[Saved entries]

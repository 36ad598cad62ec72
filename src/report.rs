//! JSON Lines run reports
//!
//! One header line (run id, start time, config, inputs), optionally one line
//! per step, and one summary line. Every line carries a `type` tag so readers
//! can stream the file without knowing its length.

use crate::config::ExperimentConfig;
use crate::experiment::{Accuracy, Outcome, StepRecord};
use chrono::{DateTime, Utc};
use serde::{Deserialize, Serialize};
use std::io::Write;
use strata_core::HierarchySnapshot;

#[derive(Debug, Clone, Serialize, Deserialize)]
#[serde(tag = "type", rename_all = "snake_case")]
pub enum ReportLine<S> {
    Header {
        run_id: String,
        started_at: DateTime<Utc>,
        label: String,
        inputs: Vec<String>,
        config: ExperimentConfig,
    },
    Step(StepRecord<S>),
    Summary {
        run_id: String,
        label: String,
        accuracy: Accuracy,
        rate: f64,
        breakdowns: u64,
        snapshot: HierarchySnapshot,
    },
}

pub struct ReportWriter<W: Write> {
    out: W,
    run_id: String,
}

impl<W: Write> ReportWriter<W> {
    pub fn new(out: W) -> Self {
        Self {
            out,
            run_id: uuid::Uuid::new_v4().to_string(),
        }
    }

    pub fn run_id(&self) -> &str {
        &self.run_id
    }

    /// Write header, trajectory and summary for one labelled run.
    pub fn write_run<S: Serialize + Clone>(
        &mut self,
        label: &str,
        inputs: &[String],
        config: &ExperimentConfig,
        outcome: &Outcome<S>,
    ) -> anyhow::Result<()> {
        self.line(&ReportLine::<S>::Header {
            run_id: self.run_id.clone(),
            started_at: Utc::now(),
            label: label.to_string(),
            inputs: inputs.to_vec(),
            config: config.clone(),
        })?;
        for record in &outcome.trajectory {
            self.line(&ReportLine::Step(record.clone()))?;
        }
        self.line(&ReportLine::<S>::Summary {
            run_id: self.run_id.clone(),
            label: label.to_string(),
            accuracy: outcome.accuracy,
            rate: outcome.accuracy.rate(),
            breakdowns: outcome.breakdowns,
            snapshot: outcome.snapshot.clone(),
        })?;
        self.out.flush()?;
        Ok(())
    }

    fn line<S: Serialize>(&mut self, line: &ReportLine<S>) -> anyhow::Result<()> {
        serde_json::to_writer(&mut self.out, line)?;
        self.out.write_all(b"\n")?;
        Ok(())
    }

    pub fn into_inner(self) -> W {
        self.out
    }
}

/// Human-readable one-run summary for the terminal.
pub fn format_summary<S>(label: &str, outcome: &Outcome<S>) -> String {
    format!(
        "{:<9} accuracy {:>6.2}% ({}/{})  breakdowns {}  depth {}  state {:?}  shape {:?}",
        label,
        outcome.accuracy.rate() * 100.0,
        outcome.accuracy.hits,
        outcome.accuracy.total,
        outcome.breakdowns,
        outcome.depth(),
        outcome.snapshot.state,
        outcome.snapshot.shape,
    )
}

* What this task involves
This exercise requires all the entries to be written out again exactly.

* Result of the exercise
repository 36ad598cad62ec72
filename src/report.rs
//! JSON Lines run reports
//!
//! One header line (run id, start time, config, inputs), optionally one line
//! per step, and one summary line. Every line carries a `type` tag so readers
//! can stream the file without knowing its length.

use crate::config::ExperimentConfig;
use crate::experiment::{Accuracy, Outcome, StepRecord};
use chrono::{DateTime, Utc};
use serde::{Deserialize, Serialize};
use std::io::Write;
use strata_core::HierarchySnapshot;

#[derive(Debug, Clone, Serialize, Deserialize)]
#[serde(tag = "type", rename_all = "snake_case")]
pub enum ReportLine<S> {
    Header {
        run_id: String,
        started_at: DateTime<Utc>,
        label: String,
        inputs: Vec<String>,
        config: ExperimentConfig,
    },
    Step(StepRecord<S>),
    Summary {
        run_id: String,
        label: String,
        accuracy: Accuracy,
        rate: f64,
        breakdowns: u64,
        snapshot: HierarchySnapshot,
    },
}

pub struct ReportWriter<W: Write> {
    out: W,
    run_id: String,
}

impl<W: Write> ReportWriter<W> {
    pub fn new(out: W) -> Self {
        Self {
            out,
            run_id: uuid::Uuid::new_v4().to_string(),
        }
    }

    pub fn run_id(&self) -> &str {
        &self.run_id
    }

    /// Write header, trajectory and summary for one labelled run.
    pub fn write_run<S: Serialize + Clone>(
        &mut self,
        label: &str,
        inputs: &[String],
        config: &ExperimentConfig,
        outcome: &Outcome<S>,
    ) -> anyhow::Result<()> {
        self.line(&ReportLine::<S>::Header {
            run_id: self.run_id.clone(),
            started_at: Utc::now(),
            label: label.to_string(),
            inputs: inputs.to_vec(),
            config: config.clone(),
        })?;
        for record in &outcome.trajectory {
            self.line(&ReportLine::Step(record.clone()))?;
        }
        self.line(&ReportLine::<S>::Summary {
            run_id: self.run_id.clone(),
            label: label.to_string(),
            accuracy: outcome.accuracy,
            rate: outcome.accuracy.rate(),
            breakdowns: outcome.breakdowns,
            snapshot: outcome.snapshot.clone(),
        })?;
        self.out.flush()?;
        Ok(())
    }

    fn line<S: Serialize>(&mut self, line: &ReportLine<S>) -> anyhow::Result<()> {
        serde_json::to_writer(&mut self.out, line)?;
        self.out.write_all(b"\n")?;
        Ok(())
    }

    pub fn into_inner(self) -> W {
        self.out
    }
}

/// Human-readable one-run summary for the terminal.
pub fn format_summary<S>(label: &str, outcome: &Outcome<S>) -> String {
    format!(
        "{:<9} accuracy {:>6.2}% ({}/{})  breakdowns {}  depth {}  state {:?}  shape {:?}",
        label,
        outcome.accuracy.rate() * 100.0,
        outcome.accuracy.hits,
        outcome.accuracy.total,
        outcome.breakdowns,
        outcome.depth(),
        outcome.snapshot.state,
        outcome.snapshot.shape,
    )
}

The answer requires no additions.